__The input__:
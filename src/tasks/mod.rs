//! Background loops for the application.
//!
//! Two recurring jobs: draining the durable outbox to its consumers, and
//! refreshing the runtime flag snapshot from the config file. Call
//! `spawn_all` once during startup to launch them.

use crate::config::FlagStore;
use crate::services::OutboxDispatcher;

const OUTBOX_POLL_SECS: u64 = 5;

/// Spawn all background tasks.
///
/// Notes
/// - Outbox consumers are idempotent, so the dispatcher loop is safe to run
///   at any cadence and to restart mid-batch.
/// - This function detaches tasks via `tokio::spawn`; it does not block.
pub fn spawn_all(dispatcher: OutboxDispatcher, flags: FlagStore, flag_refresh_secs: u64) {
    {
        let dispatcher = dispatcher.clone();
        tokio::spawn(async move {
            loop {
                match dispatcher.run_once().await {
                    Ok(n) if n > 0 => log::debug!("Outbox events dispatched: {n}"),
                    Ok(_) => {}
                    Err(e) => log::error!("Outbox dispatch pass failed: {e:?}"),
                }
                tokio::time::sleep(std::time::Duration::from_secs(OUTBOX_POLL_SECS)).await;
            }
        });
    }

    {
        let flags = flags.clone();
        tokio::spawn(async move {
            loop {
                tokio::time::sleep(std::time::Duration::from_secs(flag_refresh_secs.max(1))).await;
                if let Err(e) = flags.refresh_from_file() {
                    log::error!("Failed to refresh runtime flags: {e}");
                }
            }
        });
    }
}
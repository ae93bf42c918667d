use chrono::{DateTime, Utc};
use sea_orm::entity::prelude::*;

/// One issuance of a coupon to a member. Tentative payment attachment lives
/// in `payment_coupons` (owned by the payment); this row only records the
/// irreversible consumption (`is_valid`, `used_at`, `used_payment_id`).
#[derive(Clone, Debug, PartialEq, DeriveEntityModel, Eq)]
#[sea_orm(table_name = "issued_coupons")]
pub struct Model {
    #[sea_orm(primary_key)]
    pub id: i64,
    pub coupon_id: i64,
    pub member_id: i64,
    pub is_valid: bool,
    pub used_at: Option<DateTime<Utc>>,
    pub used_payment_id: Option<i64>,
    pub created_at: Option<DateTime<Utc>>,
}

#[derive(Copy, Clone, Debug, EnumIter, DeriveRelation)]
pub enum Relation {}

impl ActiveModelBehavior for ActiveModel {}
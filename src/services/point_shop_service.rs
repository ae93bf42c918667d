use crate::config::{FlagStore, PointsConfig};
use crate::entities::{ShopPrize, point_shop_draw_entity as draws};
use crate::error::{AppError, AppResult};
use crate::models::{DrawResponse, DrawSnapshot, Fact};
use crate::services::{OutboxService, PointLedgerService};
use chrono::Utc;
use rand::Rng;
use sea_orm::{ActiveModelTrait, DatabaseConnection, Set, TransactionTrait};

/// Fixed draw catalog. Declaration order is the tie-break order of the
/// cumulative walk in `pick_prize`, independent of weight magnitude.
pub const CATALOG: [(ShopPrize, u32); 5] = [
    (ShopPrize::Blank, 610),
    (ShopPrize::SnackCoupon, 320),
    (ShopPrize::CoffeeCoupon, 55),
    (ShopPrize::ChickenCoupon, 10),
    (ShopPrize::MealVoucher, 5),
];

pub fn total_weight() -> u32 {
    CATALOG.iter().map(|(_, weight)| weight).sum()
}

/// Select the prize for a 1-indexed roll in `[1, total_weight()]`: walk the
/// catalog accumulating weights and take the first entry whose cumulative
/// weight reaches the roll.
pub fn pick_prize(roll: u32) -> ShopPrize {
    let mut cumulative = 0u32;
    for (prize, weight) in CATALOG {
        cumulative += weight;
        if roll <= cumulative {
            return prize;
        }
    }
    // unreachable for rolls within range; clamp to the last entry
    CATALOG[CATALOG.len() - 1].0
}

/// Weighted lottery paid from the point ledger. The debit, the draw record
/// and the outbox fact share one transaction under the account lock, so a
/// member is never charged for a draw that was not recorded.
#[derive(Clone)]
pub struct PointShopService {
    pool: DatabaseConnection,
    ledger: PointLedgerService,
    outbox: OutboxService,
    flags: FlagStore,
    points: PointsConfig,
}

impl PointShopService {
    pub fn new(
        pool: DatabaseConnection,
        ledger: PointLedgerService,
        outbox: OutboxService,
        flags: FlagStore,
        points: PointsConfig,
    ) -> Self {
        Self {
            pool,
            ledger,
            outbox,
            flags,
            points,
        }
    }

    pub async fn draw(&self, member_id: i64) -> AppResult<DrawResponse> {
        let flags = self.flags.snapshot();
        if !flags.point_shop_enabled {
            return Err(AppError::ValidationError(
                "the point shop is currently closed".to_string(),
            ));
        }

        let _guard = self.ledger.locks().acquire(member_id).await?;
        let txn = self.pool.begin().await?;

        let (account, entry) = self
            .ledger
            .debit_locked(
                &txn,
                member_id,
                self.points.draw_cost,
                "point shop draw",
                &flags.current_period,
            )
            .await?;

        let roll = {
            let mut rng = rand::thread_rng();
            rng.gen_range(1..=total_weight())
        };
        let prize = pick_prize(roll);

        let draw = draws::ActiveModel {
            member_id: Set(member_id),
            prize: Set(prize),
            point_transaction_id: Set(entry.id),
            created_at: Set(Some(Utc::now())),
            ..Default::default()
        }
        .insert(&txn)
        .await?;

        self.outbox
            .append(
                &txn,
                &Fact::PointShopDrawn {
                    draw: DrawSnapshot::from(&draw),
                },
            )
            .await?;

        txn.commit().await?;

        log::info!("Member {member_id} drew {prize} (roll {roll})");
        Ok(DrawResponse {
            prize,
            remaining_balance: account.balance,
            transaction_id: entry.id,
            draw_id: draw.id,
        })
    }
}
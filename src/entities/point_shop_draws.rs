use crate::entities::enums::ShopPrize;
use chrono::{DateTime, Utc};
use sea_orm::entity::prelude::*;

#[derive(Clone, Debug, PartialEq, DeriveEntityModel, Eq)]
#[sea_orm(table_name = "point_shop_draws")]
pub struct Model {
    #[sea_orm(primary_key)]
    pub id: i64,
    pub member_id: i64,
    pub prize: ShopPrize,
    /// The ledger debit that paid for this draw.
    pub point_transaction_id: i64,
    pub created_at: Option<DateTime<Utc>>,
}

#[derive(Copy, Clone, Debug, EnumIter, DeriveRelation)]
pub enum Relation {}

impl ActiveModelBehavior for ActiveModel {}
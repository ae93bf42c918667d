use crate::error::{AppError, AppResult};

/// Reward-granting scopes. The scope string is part of the derived key, so
/// two different kinds of grant for the same (resource, member) pair can
/// never collide.
#[derive(Debug, Clone, Copy, PartialEq, Eq)]
pub enum RewardSource {
    StudySession,
    StudySessionInstructor,
    Activity,
}

impl RewardSource {
    pub fn as_str(&self) -> &'static str {
        match self {
            RewardSource::StudySession => "study-session",
            RewardSource::StudySessionInstructor => "study-session-instructor",
            RewardSource::Activity => "activity",
        }
    }
}

/// Deterministic key for a point-earning fact:
/// `ipk:v1:point:earn:<resource-type>:<resource-id>:member:<member-id>`.
pub fn point_earn_key(source: RewardSource, resource_id: i64, member_id: i64) -> AppResult<String> {
    if resource_id <= 0 {
        return Err(AppError::InvalidArgument(format!(
            "resource id must be positive, got {resource_id}"
        )));
    }
    if member_id <= 0 {
        return Err(AppError::InvalidArgument(format!(
            "member id must be positive, got {member_id}"
        )));
    }

    Ok(format!(
        "ipk:v1:point:earn:{}:{}:member:{}",
        source.as_str(),
        resource_id,
        member_id
    ))
}

/// Key for one beneficiary of a manual admin grant. The client-supplied
/// request id carries the idempotency; the `manual:` namespace keeps client
/// tokens collision-free against `ipk:` keys by construction.
pub fn manual_grant_key(request_id: &str, member_id: i64) -> AppResult<String> {
    let request_id = request_id.trim();
    if request_id.is_empty() {
        return Err(AppError::InvalidArgument(
            "request id must not be empty".to_string(),
        ));
    }
    if member_id <= 0 {
        return Err(AppError::InvalidArgument(format!(
            "member id must be positive, got {member_id}"
        )));
    }

    Ok(format!(
        "manual:v1:{}:member:{}",
        request_id.to_lowercase(),
        member_id
    ))
}

#[cfg(test)]
mod tests {
    use super::*;

    #[test]
    fn test_point_earn_key_format() {
        let key = point_earn_key(RewardSource::StudySession, 5, 42).unwrap();
        assert_eq!(key, "ipk:v1:point:earn:study-session:5:member:42");
    }

    #[test]
    fn test_point_earn_key_is_deterministic() {
        let a = point_earn_key(RewardSource::Activity, 7, 3).unwrap();
        let b = point_earn_key(RewardSource::Activity, 7, 3).unwrap();
        assert_eq!(a, b);
    }

    #[test]
    fn test_scopes_never_collide() {
        let attendee = point_earn_key(RewardSource::StudySession, 5, 42).unwrap();
        let instructor = point_earn_key(RewardSource::StudySessionInstructor, 5, 42).unwrap();
        assert_ne!(attendee, instructor);
    }

    #[test]
    fn test_non_positive_ids_rejected() {
        assert!(matches!(
            point_earn_key(RewardSource::StudySession, 0, 42),
            Err(crate::error::AppError::InvalidArgument(_))
        ));
        assert!(matches!(
            point_earn_key(RewardSource::StudySession, 5, -1),
            Err(crate::error::AppError::InvalidArgument(_))
        ));
    }

    #[test]
    fn test_manual_grant_key() {
        let key = manual_grant_key("Req-2026-001", 9).unwrap();
        assert_eq!(key, "manual:v1:req-2026-001:member:9");
        assert!(manual_grant_key("  ", 9).is_err());
    }
}
#[derive(DeriveIden)]
enum PointTransactions {
    Table,
    Id,
    AccountId,
    Kind,
    Amount,
    Reason,
    Period,
    CreatedAt,
}

/// Uniqueness marker behind exactly-once reward grants. The unique index on
/// IdempotencyKey is the atomic exists-check-and-insert.
#[derive(DeriveIden)]
enum RewardReceipts {
    Table,
    Id,
    IdempotencyKey,
    MemberId,
    PointTransactionId,
    CreatedAt,
}

#[derive(DeriveIden)]
enum PointShopDraws {
    Table,
    Id,
    MemberId,
    Prize,
    PointTransactionId,
    CreatedAt,
}

#[derive(DeriveIden)]
enum OutboxEvents {
    Table,
    Id,
    Kind,
    Payload,
    CreatedAt,
    DispatchedAt,
}

#[derive(DeriveIden)]
enum StudySessions {
    Table,
    Id,
    Title,
    InstructorId,
    Period,
    CreatedAt,
}

#[derive(DeriveMigrationName)]
pub struct Migration;
use crate::config::DatabaseConfig;
use crate::error::AppResult;
use migration::{Migrator, MigratorTrait};
use sea_orm::{ConnectOptions, Database, DatabaseConnection};

pub async fn create_pool(config: &DatabaseConfig) -> AppResult<DatabaseConnection> {
    let mut options = ConnectOptions::new(&config.url);
    options.max_connections(config.max_connections);

    let pool = Database::connect(options).await?;
    Ok(pool)
}

pub async fn run_migrations(pool: &DatabaseConnection) -> AppResult<()> {
    Migrator::up(pool, None).await?;
    Ok(())
}
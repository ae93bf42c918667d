use chrono::{DateTime, Utc};
use sea_orm::entity::prelude::*;

/// Per-member point balance. `balance` never goes negative; `total_earned`
/// only grows. Mutated exclusively through the point ledger's locked API.
#[derive(Clone, Debug, PartialEq, DeriveEntityModel, Eq)]
#[sea_orm(table_name = "point_accounts")]
pub struct Model {
    #[sea_orm(primary_key)]
    pub id: i64,
    pub member_id: i64,
    pub balance: i64,
    pub total_earned: i64,
    pub created_at: Option<DateTime<Utc>>,
    pub updated_at: Option<DateTime<Utc>>,
}

#[derive(Copy, Clone, Debug, EnumIter, DeriveRelation)]
pub enum Relation {}

impl ActiveModelBehavior for ActiveModel {}
use crate::entities::enums::PointTransactionKind;
use chrono::{DateTime, Utc};
use sea_orm::entity::prelude::*;

/// Append-only ledger entry. Sum of earn minus sum of spend for an account
/// equals its current balance.
#[derive(Clone, Debug, PartialEq, DeriveEntityModel, Eq)]
#[sea_orm(table_name = "point_transactions")]
pub struct Model {
    #[sea_orm(primary_key)]
    pub id: i64,
    pub account_id: i64,
    pub kind: PointTransactionKind,
    pub amount: i64,
    pub reason: String,
    pub period: String,
    pub created_at: Option<DateTime<Utc>>,
}

#[derive(Copy, Clone, Debug, EnumIter, DeriveRelation)]
pub enum Relation {}

impl ActiveModelBehavior for ActiveModel {}
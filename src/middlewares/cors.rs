use actix_cors::Cors;

pub fn create_cors() -> Cors {
    Cors::default()
        .allowed_origin_fn(|_, _req_head| {
            // tighten to the admin frontend's origin in production
            true
        })
        .allowed_methods(vec!["GET", "POST", "PUT", "DELETE", "OPTIONS"])
        .allow_any_header()
        .max_age(3600)
}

__Your assignment__:
Every line that contains "walk" should be copied out of the data.

__Answer for the task__:
/// cumulative walk in `pick_prize`, independent of weight magnitude.
/// Select the prize for a 1-indexed roll in `[1, total_weight()]`: walk the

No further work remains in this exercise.